Mercados en perspectiva

Por qué nuestra economía es vulnerable

Llevamos muchos años oyendo, de las autoridades financieras, que la economía mexicana está blindada y preparada para resistir condiciones externas adversas; y la verdad sea dicha, estábamos mucho mejor protegidos hace 10 años que ahora.

Las razones son muchas, pero hay una que es muy significativa, y aunque hay que decir que ya se empezó a atender, debemos reconocer que se tiene que hacer mucho más.

Me refiero a que desde 2008, en la administración del presidente Calderón y ante la crisis económico-financiera que se presentó en el mundo, en México empezamos a relajar la disciplina fiscal que se había puesto en marcha en el cuarto año de la administración de Ernesto Zedillo (1997).

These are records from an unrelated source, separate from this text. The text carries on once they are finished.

impl BookFeedHandler {
    pub fn new(config: FeedConfig) -> Self {
        let books: Arc<RwLock<HashMap<String, OrderBook>>> = Arc::default();
        let mut handler = FeedHandler::new(config);

        let sink = Arc::clone(&books);
        handler.set_tick_callback(move |tick| {
            let mut books = sink.write();
            let book = books.entry(tick.symbol_str().to_owned()).or_default();
            book.apply_update(Side::Bid, tick.price as f32, tick.volume);
        });

        BookFeedHandler { handler, books }
    }

    pub fn start(&mut self) -> io::Result<()> {
        self.handler.start()
    }

    pub fn wait(&mut self) {
        self.handler.wait()
    }

    pub fn stop(&mut self) {
        self.handler.stop()
    }

    pub fn stats(&self) -> Option<&FeedStats> {
        self.handler.stats()
    }

    pub fn symbols(&self) -> Vec<String> {
        self.books.read().keys().cloned().collect()
    }

    pub fn best_bid(&self, symbol: &str) -> Option<(f32, u64)> {
        self.books.read().get(symbol).and_then(|b| b.best_bid())
    }

    /// Copy of the top `n` levels of both sides for one symbol.
    pub fn top_of_book(&self, symbol: &str, n: usize) -> Option<(Vec<BookLevel>, Vec<BookLevel>)> {
        self.books
            .read()
            .get(symbol)
            .map(|b| (b.top_bids(n), b.top_asks(n)))
    }
}

#[cfg(test)]
mod tests {
    use super::*;

    #[test]
    fn test_config_defaults() {
        let config = FeedConfig::default();
        assert!(!config.is_valid());
        assert_eq!(config.protocol, Protocol::Binary);
        assert_eq!(config.heartbeat_timeout(), Duration::from_secs(2));
        assert_eq!(config.max_backoff(), Duration::from_secs(30));
    }

    #[test]
    fn test_tick_symbol_str() {
        let tick = Tick::from_wire(&protocol::TickPayload {
            timestamp: 1,
            symbol: *b"IBM\0",
            price: 1.5,
            volume: 2,
        });
        assert_eq!(tick.symbol_str(), "IBM");
        assert_eq!(tick.price, 1.5);
        assert_eq!(tick.volume, 2);
    }

    #[test]
    fn test_binary_decoder_partial_then_complete() {
        let mut decoder = BinaryDecoder::new();
        let mut buf = RecvBuffer::new();
        let msg = protocol::encode_tick(1, 100, b"AAPL", 10.0, 5);

        // First half of the frame: no output, no error.
        let region = buf.writable_region();
        region[..7].copy_from_slice(&msg[..7]);
        buf.commit_write(7);

        let mut ticks = Vec::new();
        decoder.drain(&mut buf, 1, |t| ticks.push(t)).unwrap();
        assert!(ticks.is_empty());

        // Remainder: exactly one tick.
        let region = buf.writable_region();
        region[..msg.len() - 7].copy_from_slice(&msg[7..]);
        buf.commit_write(msg.len() - 7);

        decoder.drain(&mut buf, 2, |t| ticks.push(t)).unwrap();
        assert_eq!(ticks.len(), 1);
        assert_eq!(ticks[0].tick.symbol_str(), "AAPL");
        assert_eq!(decoder.messages_parsed(), 1);
    }

    #[test]
    fn test_binary_decoder_unknown_type_fatal() {
        let mut decoder = BinaryDecoder::new();
        let mut buf = RecvBuffer::new();

        let mut msg = protocol::encode_tick(1, 100, b"AAPL", 10.0, 5);
        msg[4] = 0x42;
        let region = buf.writable_region();
        region[..msg.len()].copy_from_slice(&msg);
        buf.commit_write(msg.len());

        let result = decoder.drain(&mut buf, 1, |_| {});
        assert_eq!(result, Err(WireError::UnknownType(0x42)));
        assert_eq!(decoder.parse_errors(), 1);
    }

    #[test]
    fn test_text_decoder_counts_bad_lines() {
        let mut decoder = TextDecoder::new();
        let mut buf = RecvBuffer::new();

        let input = b"1 AAPL 100 10\nbad line\n2 AAPL 101 15\n";
        let region = buf.writable_region();
        region[..input.len()].copy_from_slice(input);
        buf.commit_write(input.len());

        let mut ticks = Vec::new();
        decoder.drain(&mut buf, 1, |t| ticks.push(t)).unwrap();

        assert_eq!(ticks.len(), 2);
        assert_eq!(decoder.messages_parsed(), 2);
        assert_eq!(decoder.parse_errors(), 1);
    }
}
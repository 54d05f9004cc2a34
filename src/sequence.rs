//! Sequence number tracking for ordered transports.
//!
//! Classifies each incoming sequence number against the last one seen and
//! counts gap events. On TCP a gap is informational only: the transport
//! orders bytes, so a missing sequence means the producer skipped it and no
//! retransmission can recover it.

use tracing::warn;

#[derive(Debug, Clone, Copy, PartialEq, Eq)]
pub enum SeqStatus {
    /// First sequence number observed since construction or `reset`.
    First,
    /// Exactly the expected next sequence.
    InOrder,
    /// Jumped forward; carries the number of missing sequences.
    Gap(u64),
    /// At or behind the last seen sequence; state is not updated.
    DuplicateOrOld,
}

#[derive(Debug, Clone, Default)]
pub struct SequenceTracker {
    last_sequence: Option<u64>,
    gaps_detected: u64,
}

impl SequenceTracker {
    pub fn new() -> Self {
        SequenceTracker {
            last_sequence: None,
            gaps_detected: 0,
        }
    }

    pub fn process(&mut self, sequence: u64) -> SeqStatus {
        let last = match self.last_sequence {
            None => {
                self.last_sequence = Some(sequence);
                return SeqStatus::First;
            }
            Some(last) => last,
        };

        let expected = last.wrapping_add(1);
        if sequence == expected {
            self.last_sequence = Some(sequence);
            return SeqStatus::InOrder;
        }

        if sequence > expected {
            let missing = sequence - expected;
            self.gaps_detected += 1;
            warn!(
                expected,
                got = sequence,
                missing,
                "sequence gap detected"
            );
            self.last_sequence = Some(sequence);
            return SeqStatus::Gap(missing);
        }

        // Out-of-order or duplicate: last_sequence stays put.
        warn!(expected, got = sequence, "out-of-order sequence");
        SeqStatus::DuplicateOrOld
    }

    /// Forget the last sequence (reconnect). The gap counter is cumulative
    /// across resets to preserve operational visibility.
    pub fn reset(&mut self) {
        self.last_sequence = None;
    }

    pub fn last_sequence(&self) -> Option<u64> {
        self.last_sequence
    }

    pub fn gaps_detected(&self) -> u64 {
        self.gaps_detected
    }

    pub fn has_received(&self) -> bool {
        self.last_sequence.is_some()
    }
}
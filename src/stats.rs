//! Latency statistics.
//!
//! An append-only vector of nanosecond samples per pipeline stage. Not
//! thread-safe by design: each thread owns its own instance and the
//! orchestrator merges them at reporting time. Percentiles use the
//! nearest-rank method over a sorted copy.

#[derive(Debug, Clone, Copy, PartialEq)]
pub struct LatencySummary {
    pub count: usize,
    pub mean_ns: f64,
    pub min_ns: u64,
    pub max_ns: u64,
    pub p50_ns: u64,
    pub p95_ns: u64,
    pub p99_ns: u64,
}

#[derive(Debug, Clone, Default)]
pub struct LatencyStats {
    samples: Vec<u64>,
}

impl LatencyStats {
    pub fn new() -> Self {
        Self::default()
    }

    pub fn with_capacity(n: usize) -> Self {
        LatencyStats {
            samples: Vec::with_capacity(n),
        }
    }

    #[inline]
    pub fn record(&mut self, latency_ns: u64) {
        self.samples.push(latency_ns);
    }

    pub fn count(&self) -> usize {
        self.samples.len()
    }

    pub fn is_empty(&self) -> bool {
        self.samples.is_empty()
    }

    pub fn merge(&mut self, other: &LatencyStats) {
        self.samples.extend_from_slice(&other.samples);
    }

    /// Nearest-rank percentile: `index = ceil(p × n / 100)`, 1-based.
    pub fn percentile(&self, p: u8) -> Option<u64> {
        if self.samples.is_empty() {
            return None;
        }
        let mut sorted = self.samples.clone();
        sorted.sort_unstable();
        Some(nearest_rank(&sorted, p))
    }

    pub fn summary(&self) -> Option<LatencySummary> {
        if self.samples.is_empty() {
            return None;
        }

        let mut sorted = self.samples.clone();
        sorted.sort_unstable();

        let sum: u64 = sorted.iter().sum();
        Some(LatencySummary {
            count: sorted.len(),
            mean_ns: sum as f64 / sorted.len() as f64,
            min_ns: sorted[0],
            max_ns: sorted[sorted.len() - 1],
            p50_ns: nearest_rank(&sorted, 50),
            p95_ns: nearest_rank(&sorted, 95),
            p99_ns: nearest_rank(&sorted, 99),
        })
    }
}

fn nearest_rank(sorted: &[u64], p: u8) -> u64 {
    debug_assert!(!sorted.is_empty());
    let n = sorted.len();
    let rank = (p as usize * n + 99) / 100;
    sorted[rank.max(1) - 1]
}

/// Per-stage breakdown the applier thread records into:
/// recv → parse (network + decode), parse → process (queue dwell), and the
/// end-to-end total.
#[derive(Debug, Clone, Default)]
pub struct LatencyBreakdown {
    pub recv_to_parse: LatencyStats,
    pub parse_to_process: LatencyStats,
    pub end_to_end: LatencyStats,
}

impl LatencyBreakdown {
    pub fn new() -> Self {
        Self::default()
    }

    pub fn with_capacity(n: usize) -> Self {
        LatencyBreakdown {
            recv_to_parse: LatencyStats::with_capacity(n),
            parse_to_process: LatencyStats::with_capacity(n),
            end_to_end: LatencyStats::with_capacity(n),
        }
    }

    #[inline]
    pub fn record(&mut self, recv_ts: u64, parse_ts: u64, process_ts: u64) {
        self.recv_to_parse.record(parse_ts.saturating_sub(recv_ts));
        self.parse_to_process
            .record(process_ts.saturating_sub(parse_ts));
        self.end_to_end.record(process_ts.saturating_sub(recv_ts));
    }

    pub fn merge(&mut self, other: &LatencyBreakdown) {
        self.recv_to_parse.merge(&other.recv_to_parse);
        self.parse_to_process.merge(&other.parse_to_process);
        self.end_to_end.merge(&other.end_to_end);
    }
}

Los beneficios de esas medidas de control férreo para disminuir el endeudamiento de nuestro país trajeron como consecuencia una enorme estabilidad, que se reflejó en caídas importantes de la inflación, disminuciones en las tasas de interés y una estabilidad cambiaria que se había perdido desde 1976.

No sobra decir que en ese proceso también se logró recapitalizar al sistema bancario nacional y, en paralelo a una nueva regulación más estricta, se evitó que los bancos mexicanos enfrentaran situaciones tan desfavorables como las que afectaron al sistema bancario estadunidense, que en 2008 estaba prácticamente quebrado.

La evolución de la deuda mexicana en la administración de Felipe Calderón fue francamente negativa.

En diciembre de 2007 la deuda del país —tanto externa como interna— representaba 28 por ciento del PIB, y para 2012, al final del sexenio, había subido a 36.3 por ciento, ocho puntos más que al inicio.

En esos años no se puso mucha atención al tema porque el gobierno gozaba de ingresos petroleros magníficos, con un precio arriba de 90 dólares por barril.

Con la entrada de la actual administración, desafortunadamente el endeudamiento siguió creciendo, en mucho al pensar que el precio del petróleo nos seguía permitiendo incrementar los niveles de apalancamiento, pero desgraciadamente todo cambió con la caída del precio del crudo.

El endeudamiento subió de 36.3 por ciento en diciembre de 2012 a 45.1 por ciento para finales del año pasado, y las proyecciones indican que en 2016 seguirá subiendo a 45.4 por ciento; hay que decir que con los recortes programados, ya no seguirá creciendo en 2017; sin embargo, es muy importante entender la necesidad de hacer esfuerzos adicionales para que empiece a reducirse en los años venideros, con el fin de estar por debajo de 40 por ciento.

El nivel actual de apalancamiento está en el límite de lo aceptable y pone en peligro la estabilidad económica lograda durante tantos años y tantos esfuerzos; hoy más que nunca se tiene que empezar a pensar en una reforma fiscal integral, que penalice el consumo, favorezca la inversión y amplíe significativamente la base de contribuyentes.